I bought a fairrieanum about 7 months ago as a seedling. It's got the parental cross on it, but it was supposed to be the typical colored form. As it's grown up, I've noticed there's no coloration under its leaves or on the growths at all. I would think there'd be some coloration. Do I have an alba on my hands? It's probably due to bloom in the near future so I won't have to guess for that long.


----------



## TADD (Jul 10, 2007)

Well C, fairrieanums do not have coloration under their leaves. The leaves should be a really nice light green color! In my experience both regular, album and mixed have all the same colored leaves. It will bloom this winter if it is ready!


----------



## Candace (Jul 10, 2007)

Hmm, not even any coloration on the growths toward the bottom?

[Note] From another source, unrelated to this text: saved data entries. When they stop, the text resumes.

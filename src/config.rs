//! Configuration for the device plugin
//!
//! Use [`Config::default_config`] for the defaults or [`Config::new_from_flags`] to read them
//! from the command line and environment.

use crate::device::{default_devices, DeviceInventory, DeviceSpec};
use crate::Error;
use std::path::PathBuf;
use std::time::Duration;
use structopt::StructOpt;

const DEFAULT_SOCKET_PATH: &str = "device-server";
const DEFAULT_UPDATE_INTERVAL_SECS: u64 = 15;
const DEFAULT_RESOURCE_NAME: &str = "nxcore.io/bme280";
const DEFAULT_ALLOCATE_ENV: &str = "ALLOCATED_DEVICE_IDS";

/// The configuration needed for the device plugin to run.
#[derive(Clone, Debug)]
pub struct Config {
    /// Where the plugin's gRPC socket is created
    pub socket_path: PathBuf,
    /// How often `ListAndWatch` resends the device list
    pub update_interval: Duration,
    /// The devices to advertise
    pub devices: Vec<DeviceSpec>,
    /// The extended resource name the devices are advertised under
    pub resource_name: String,
    /// Registration with kubelet, if enabled
    pub registration: Option<RegistrationConfig>,
    /// Environment variable that receives the allocated device IDs in each container
    pub allocate_env: String,
    /// Whether kubelet must call `PreStartContainer` before each container start
    pub pre_start_required: bool,
    /// Whether kubelet may call `GetPreferredAllocation`
    pub get_preferred_allocation_available: bool,
}

/// Where to find kubelet's `Registration` service.
#[derive(Clone, Debug)]
pub struct RegistrationConfig {
    /// Path of kubelet's registration socket
    pub kubelet_socket: PathBuf,
}

impl Config {
    /// Returns a Config object set with all of the defaults.
    pub fn default_config() -> Self {
        Config {
            socket_path: PathBuf::from(DEFAULT_SOCKET_PATH),
            update_interval: Duration::from_secs(DEFAULT_UPDATE_INTERVAL_SECS),
            devices: default_devices(),
            resource_name: DEFAULT_RESOURCE_NAME.to_string(),
            registration: None,
            allocate_env: DEFAULT_ALLOCATE_ENV.to_string(),
            pre_start_required: false,
            get_preferred_allocation_available: false,
        }
    }

    /// Parses all command line flags and sets the proper defaults. The version
    /// of your application should be passed to set the proper version for the CLI
    pub fn new_from_flags(version: &str) -> Result<Self, Error> {
        let app = Opts::clap().version(version);
        let opts = Opts::from_clap(&app.get_matches());
        Config::from_opts(opts)
    }

    /// Builds a config from already parsed options and validates it
    pub fn from_opts(opts: Opts) -> Result<Self, Error> {
        let devices = if opts.devices.is_empty() {
            default_devices()
        } else {
            opts.devices
        };

        let registration = if opts.register {
            Some(RegistrationConfig {
                kubelet_socket: opts.kubelet_socket,
            })
        } else {
            None
        };

        let config = Config {
            socket_path: opts.socket_path,
            update_interval: Duration::from_secs(opts.update_interval),
            devices,
            resource_name: opts.resource_name,
            registration,
            allocate_env: opts.allocate_env,
            pre_start_required: opts.pre_start_required,
            get_preferred_allocation_available: opts.preferred_allocation,
        };
        config.validate()?;
        Ok(config)
    }

    /// Checks that the config can be served
    pub fn validate(&self) -> Result<(), Error> {
        if self.update_interval.is_zero() {
            return Err(Error::InvalidConfig(
                "update interval must be greater than zero".to_string(),
            ));
        }
        if self.socket_path.as_os_str().is_empty() {
            return Err(Error::InvalidConfig("socket path is empty".to_string()));
        }
        if self.resource_name.is_empty() {
            return Err(Error::InvalidConfig("resource name is empty".to_string()));
        }
        if self.allocate_env.is_empty() || self.allocate_env.contains('=') {
            return Err(Error::InvalidConfig(format!(
                "{:?} is not a valid environment variable name",
                self.allocate_env
            )));
        }
        // Surfaces duplicate IDs before anything is bound
        DeviceInventory::new(self.devices.clone())?;
        Ok(())
    }
}

impl Default for Config {
    fn default() -> Self {
        Self::default_config()
    }
}

/// CLI options that can be configured for the device plugin
#[derive(StructOpt, Clone, Debug)]
#[structopt(
    name = "device-plugin",
    about = "A Kubernetes device plugin serving a static device list over a Unix socket"
)]
pub struct Opts {
    #[structopt(
        short = "s",
        long = "socket-path",
        default_value = "device-server",
        env = "DEVICE_PLUGIN_SOCKET",
        help = "Path of the Unix socket the plugin serves on"
    )]
    socket_path: PathBuf,

    #[structopt(
        short = "i",
        long = "update-interval",
        default_value = "15",
        env = "DEVICE_PLUGIN_UPDATE_INTERVAL",
        help = "Seconds between device list updates sent on ListAndWatch"
    )]
    update_interval: u64,

    #[structopt(
        short = "d",
        long = "device",
        env = "DEVICE_PLUGIN_DEVICES",
        use_delimiter = true,
        help = "A device to advertise, as ID or ID=Healthy|Unhealthy. May be given more than once. Defaults to bme280-nxcore"
    )]
    devices: Vec<DeviceSpec>,

    #[structopt(
        short = "r",
        long = "resource-name",
        default_value = "nxcore.io/bme280",
        env = "DEVICE_PLUGIN_RESOURCE_NAME",
        help = "Extended resource name to register the devices under"
    )]
    resource_name: String,

    #[structopt(
        long = "register",
        help = "Register with kubelet once the plugin is serving"
    )]
    register: bool,

    #[structopt(
        long = "kubelet-socket",
        default_value = "/var/lib/kubelet/device-plugins/kubelet.sock",
        env = "DEVICE_PLUGIN_KUBELET_SOCKET",
        help = "Path of kubelet's device plugin registration socket"
    )]
    kubelet_socket: PathBuf,

    #[structopt(
        long = "allocate-env",
        default_value = "ALLOCATED_DEVICE_IDS",
        env = "DEVICE_PLUGIN_ALLOCATE_ENV",
        help = "Environment variable set in containers to the comma separated allocated device IDs"
    )]
    allocate_env: String,

    #[structopt(
        long = "pre-start-required",
        help = "Ask kubelet to call PreStartContainer before each container start"
    )]
    pre_start_required: bool,

    #[structopt(
        long = "preferred-allocation",
        help = "Advertise GetPreferredAllocation to kubelet"
    )]
    preferred_allocation: bool,
}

They are a light green color, I guess I just expected some sort of coloration to distinguish it from albas.


----------



## paphjoint (Jul 11, 2007)

I think you might mix things up- perhaps you're thinking about P. charlesworthii?


----------



## CLMoss (Jul 11, 2007)

My fairrieanum is also a beautiful light green.

C


----------



## NYEric (Jul 11, 2007)

It's hard to tell from the photos!


----------



## e-spice (Jul 13, 2007)

My non-alba one has very light green leaves also. There is no coloration.

e-spice


----------



## Candace (Jul 13, 2007)

I guess I should rephrase the original question to can you tell the difference between an alba and typical fairrieanum by looking at the plant? Or do the leaves and plant look exactly the same on both?


----------



## TADD (Jul 13, 2007)

Not until the spike emerges, and yes they both look the same.


----------



## Candace (Jul 13, 2007)

Very interesting. Thanks, Tadd.


----------



## British Bulldog (Jul 30, 2007)

*P.fairrieanum*

This is quite normal.
Many red forms I have seen show very little pigmentation. Have you looked really 'deep' into the base?
Having said that I think the album form is well worth having.
Paul


----------



## goldenrose (Jul 30, 2007)

I have both a regular & an alba. I see no difference it the leaves - upper or under either.


----------